Work instructions:
Go through the records and report each line in which the word "Display" occurs.

Input data:

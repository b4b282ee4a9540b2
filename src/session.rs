use std::sync::Arc;

use tracing::{info, instrument, warn};

use crate::clients::HttpGateway;
use crate::config::ClientConfig;
use crate::controller::{QuizEvents, QuizProgressionController, QuizSession};
use crate::error::{GatewayError, JoinError, PollError};
use crate::gateway::SharedGateway;
use crate::models::{ActivationState, Participant, SessionCode};
use crate::poller::{ActivationPoller, PollEvents, PollerHandle};

/// A participant registered in a session, ready to start the quiz flow.
#[derive(Debug, Clone, PartialEq, Eq)]
pub struct JoinedSession {
    pub code: SessionCode,
    pub participant: Participant,
}

/// Entry point for front-ends: join, check activation, run the quiz.
#[derive(Debug, Clone)]
pub struct QuizClient {
    gateway: SharedGateway,
    config: ClientConfig,
}

impl QuizClient {
    pub fn new(gateway: SharedGateway, config: ClientConfig) -> Self {
        Self { gateway, config }
    }

    /// A client talking HTTP to `config.base_url`.
    pub fn http(config: ClientConfig) -> Result<Self, GatewayError> {
        let gateway = HttpGateway::new(&config)?;
        Ok(Self::new(Arc::new(gateway), config))
    }

    pub fn config(&self) -> &ClientConfig {
        &self.config
    }

    pub fn gateway(&self) -> &SharedGateway {
        &self.gateway
    }

    /// Join `code` as `name`. Both must be non-blank; any server failure is
    /// terminal for this attempt.
    #[instrument(target = "quiz_participant::session", skip(self))]
    pub async fn join(&self, code: &str, name: &str) -> Result<JoinedSession, JoinError> {
        let name = name.trim();
        if code.trim().is_empty() || name.is_empty() {
            return Err(JoinError::MissingFields);
        }
        let code = SessionCode::new(code)?;

        let participant = self.gateway.join(&code, name).await.map_err(|e| {
            warn!(error = %e, "Join failed");
            JoinError::Gateway(e)
        })?;

        info!(%code, participant_id = participant.id, "Participant joined");
        Ok(JoinedSession { code, participant })
    }

    /// One activation check, no polling.
    pub async fn check_once(&self, code: &SessionCode) -> Result<ActivationState, PollError> {
        match self.gateway.check_active(code).await {
            Ok(payload) if payload.is_active() => Ok(ActivationState::Active),
            Ok(_) | Err(PollError::NotActive) => Ok(ActivationState::Inactive),
            Err(e) => Err(e),
        }
    }

    /// Poll `code` with the configured interval until it activates.
    pub fn watch_activation(&self, code: SessionCode) -> (PollerHandle, PollEvents) {
        ActivationPoller::new(self.gateway.clone(), self.config.poll.clone()).start_configured(code)
    }

    pub fn start_quiz(&self, joined: &JoinedSession) -> (QuizSession, QuizEvents) {
        QuizProgressionController::new(self.gateway.clone(), &self.config)
            .start(joined.code.clone(), joined.participant)
    }
}
//! The seam between the participant flow and the quiz server.
//!
//! Everything above this module (poller, loader, submission guard, controller)
//! talks to a `QuizGateway`. `HttpGateway` is the real implementation and
//! `MockGateway` is a scripted one for tests and offline demos.

use std::fmt::Debug;
use std::sync::Arc;

use async_trait::async_trait;

use crate::error::{GatewayError, PollError};
use crate::models::{ActivePayload, Participant, SessionCode, SubmitAck};

/// The three remote calls a participant makes.
#[async_trait]
pub trait QuizGateway: Send + Sync + Debug {
    /// Register `name` in the session and return the server-assigned participant.
    async fn join(&self, code: &SessionCode, name: &str) -> Result<Participant, GatewayError>;

    /// Ask whether the session is running. `Err(PollError::NotActive)` is the
    /// server's explicit "not yet" answer; a 2xx body is returned as-is, even
    /// when it carries no questions.
    async fn check_active(&self, code: &SessionCode) -> Result<ActivePayload, PollError>;

    /// Record one answer. Never retried.
    async fn submit_answer(
        &self,
        participant_id: i64,
        question_id: i64,
        option_id: i64,
    ) -> Result<SubmitAck, GatewayError>;
}

/// Gateway handle shared between the tasks of one flow.
pub type SharedGateway = Arc<dyn QuizGateway>;
pub mod http;
pub mod mock;

pub use http::*;
pub use mock::*;
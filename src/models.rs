//! Domain types shared by the gateway, poller, loader and controller, plus the
//! wire shapes exchanged with the quiz server.

use std::fmt;

use base64::Engine as _;
use chrono::{DateTime, Utc};
use serde::{Deserialize, Serialize};
use tracing::warn;

use crate::error::JoinError;

/// User-entered identifier naming one quiz session.
#[derive(Debug, Clone, PartialEq, Eq, Hash, Serialize)]
#[serde(transparent)]
pub struct SessionCode(String);

impl SessionCode {
    pub fn new(raw: &str) -> Result<Self, JoinError> {
        let trimmed = raw.trim();
        if trimmed.is_empty() {
            return Err(JoinError::InvalidCode);
        }
        Ok(Self(trimmed.to_string()))
    }

    pub fn as_str(&self) -> &str {
        &self.0
    }
}

impl fmt::Display for SessionCode {
    fn fmt(&self, f: &mut fmt::Formatter<'_>) -> fmt::Result {
        f.write_str(&self.0)
    }
}

#[derive(Debug, Clone, Copy, PartialEq, Eq, Hash, Serialize, Deserialize)]
pub struct Participant {
    pub id: i64,
}

#[derive(Debug, Clone, PartialEq, Eq)]
pub struct Question {
    pub id: i64,
    pub text: String,
    pub options: Vec<AnswerOption>,
}

/// One selectable answer as shown to the participant.
#[derive(Debug, Clone, PartialEq, Eq)]
pub struct AnswerOption {
    pub id: i64,
    pub content: OptionContent,
}

#[derive(Clone, PartialEq, Eq)]
pub enum OptionContent {
    Text(String),
    /// Decoded `data:<mime>;base64,...` payload.
    Image { mime_type: String, data: Vec<u8> },
}

impl fmt::Debug for OptionContent {
    fn fmt(&self, f: &mut fmt::Formatter<'_>) -> fmt::Result {
        match self {
            OptionContent::Text(text) => f.debug_tuple("Text").field(text).finish(),
            OptionContent::Image { mime_type, data } => f
                .debug_struct("Image")
                .field("mime_type", mime_type)
                .field("bytes", &data.len())
                .finish(),
        }
    }
}

impl fmt::Display for OptionContent {
    fn fmt(&self, f: &mut fmt::Formatter<'_>) -> fmt::Result {
        match self {
            OptionContent::Text(text) => f.write_str(text),
            OptionContent::Image { mime_type, data } => {
                write!(f, "[image {}, {} bytes]", mime_type, data.len())
            }
        }
    }
}

impl OptionContent {
    /// Classify raw option text. Only well-formed base64 data URIs become images;
    /// anything else, including a data URI that fails to decode, stays text.
    pub fn from_raw(raw: &str) -> Self {
        let Some(rest) = raw.strip_prefix("data:") else {
            return OptionContent::Text(raw.to_string());
        };
        let Some((meta, payload)) = rest.split_once(',') else {
            return OptionContent::Text(raw.to_string());
        };
        let Some(mime_type) = meta.strip_suffix(";base64") else {
            return OptionContent::Text(raw.to_string());
        };
        if !mime_type.starts_with("image/") {
            return OptionContent::Text(raw.to_string());
        }

        let cleaned: String = payload.chars().filter(|c| !c.is_whitespace()).collect();
        match base64::engine::general_purpose::STANDARD.decode(cleaned.as_bytes()) {
            Ok(data) => OptionContent::Image {
                mime_type: mime_type.to_string(),
                data,
            },
            Err(e) => {
                warn!(error = %e, mime_type, "Option image payload is not valid base64, showing as text");
                OptionContent::Text(raw.to_string())
            }
        }
    }

    pub fn is_image(&self) -> bool {
        matches!(self, OptionContent::Image { .. })
    }
}

/// Result of the most recent activation check.
#[derive(Debug, Clone, Copy, PartialEq, Eq, Default)]
pub enum ActivationState {
    #[default]
    Unknown,
    Inactive,
    Active,
}

#[derive(Debug, Clone, Copy, PartialEq, Eq)]
pub enum ProgressionState {
    AwaitingActivation,
    LoadingQuestions,
    Presenting(usize),
    Completed,
}

impl ProgressionState {
    pub fn is_terminal(&self) -> bool {
        matches!(self, ProgressionState::Completed)
    }
}

#[derive(Debug, Clone, PartialEq, Eq)]
pub enum SubmissionStatus {
    InFlight,
    Acknowledged,
    Failed(String),
}

/// The one answer recorded for a question.
#[derive(Debug, Clone, PartialEq, Eq)]
pub struct SubmissionRecord {
    pub question_id: i64,
    pub option_id: i64,
    pub submitted_at: DateTime<Utc>,
    pub status: SubmissionStatus,
}

/// Whatever the server sends back for an accepted answer.
#[derive(Debug, Clone, PartialEq, Deserialize)]
#[serde(transparent)]
pub struct SubmitAck(pub serde_json::Value);

// Wire shapes

#[derive(Debug, Serialize)]
pub(crate) struct JoinRequest<'a> {
    pub code: &'a str,
    pub name: &'a str,
}

#[derive(Debug, Deserialize)]
pub(crate) struct JoinResponse {
    pub participant: Participant,
}

#[derive(Debug, Serialize)]
pub(crate) struct ActiveRequest<'a> {
    pub code: &'a str,
}

#[derive(Debug, Serialize)]
#[serde(rename_all = "camelCase")]
pub(crate) struct SubmitRequest {
    pub participant_id: i64,
    pub question_id: i64,
    pub selected_option_id: i64,
}

/// Body of a successful `getIfActive` call.
#[derive(Debug, Clone, Default, PartialEq, Deserialize)]
pub struct ActivePayload {
    #[serde(default)]
    pub questions: Option<Vec<RawQuestion>>,
}

impl ActivePayload {
    /// The server signals activation by shipping a non-empty question list.
    pub fn is_active(&self) -> bool {
        self.questions.as_ref().is_some_and(|q| !q.is_empty())
    }
}

#[derive(Debug, Clone, PartialEq, Deserialize)]
pub struct RawQuestion {
    pub id: i64,
    #[serde(default)]
    pub text: String,
    #[serde(default)]
    pub options: Vec<RawOption>,
}

/// Option as sent by the server. The correctness flag is read so the payload
/// parses, but it never leaves this type.
#[derive(Debug, Clone, PartialEq, Deserialize)]
pub struct RawOption {
    pub id: i64,
    #[serde(default)]
    pub text: String,
    #[serde(rename = "isCorrect", default)]
    #[allow(dead_code)]
    is_correct: bool,
}

impl RawOption {
    pub fn into_option(self) -> AnswerOption {
        AnswerOption {
            id: self.id,
            content: OptionContent::from_raw(&self.text),
        }
    }
}

impl RawQuestion {
    pub fn into_question(self) -> Question {
        Question {
            id: self.id,
            text: self.text,
            options: self.options.into_iter().map(RawOption::into_option).collect(),
        }
    }
}

#[cfg(test)]
mod tests {
    use super::*;

    #[test]
    fn session_code_is_trimmed_and_non_empty() {
        assert_eq!(SessionCode::new("  ABCD ").unwrap().as_str(), "ABCD");
        assert_eq!(SessionCode::new("   ").unwrap_err(), JoinError::InvalidCode);
    }

    #[test]
    fn plain_text_option_stays_text() {
        assert_eq!(OptionContent::from_raw("Mendoza"), OptionContent::Text("Mendoza".into()));
        assert_eq!(OptionContent::from_raw("data: not really"), OptionContent::Text("data: not really".into()));
    }

    #[test]
    fn data_uri_option_becomes_image() {
        // "GIF8" base64 encoded
        let content = OptionContent::from_raw("data:image/gif;base64,R0lGOA==");
        assert_eq!(
            content,
            OptionContent::Image { mime_type: "image/gif".into(), data: b"GIF8".to_vec() }
        );
        assert_eq!(content.to_string(), "[image image/gif, 4 bytes]");
    }

    #[test]
    fn broken_image_payload_falls_back_to_text() {
        let raw = "data:image/png;base64,@@@";
        assert_eq!(OptionContent::from_raw(raw), OptionContent::Text(raw.into()));
    }

    #[test]
    fn payload_activity_requires_questions() {
        let empty: ActivePayload = serde_json::from_str(r#"{"questions": []}"#).unwrap();
        assert!(!empty.is_active());
        let missing: ActivePayload = serde_json::from_str("{}").unwrap();
        assert!(!missing.is_active());
        let active: ActivePayload = serde_json::from_str(
            r#"{"questions":[{"id":1,"text":"Q","options":[{"id":10,"text":"A","isCorrect":true}]}]}"#,
        )
        .unwrap();
        assert!(active.is_active());
    }

    #[test]
    fn normalization_keeps_order_and_drops_correctness() {
        let raw: RawQuestion = serde_json::from_str(
            r#"{"id":3,"text":"Capital?","options":[{"id":1,"text":"A","isCorrect":false},{"id":2,"text":"B","isCorrect":true}]}"#,
        )
        .unwrap();
        let question = raw.into_question();
        assert_eq!(question.id, 3);
        let ids: Vec<i64> = question.options.iter().map(|o| o.id).collect();
        assert_eq!(ids, vec![1, 2]);
    }

    #[test]
    fn submit_request_uses_server_field_names() {
        let body = serde_json::to_value(SubmitRequest {
            participant_id: 7,
            question_id: 11,
            selected_option_id: 42,
        })
        .unwrap();
        assert_eq!(body, serde_json::json!({"participantId": 7, "questionId": 11, "selectedOptionId": 42}));
    }
}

Exercise answer:
impl fmt::Display for SessionCode {
impl fmt::Display for OptionContent {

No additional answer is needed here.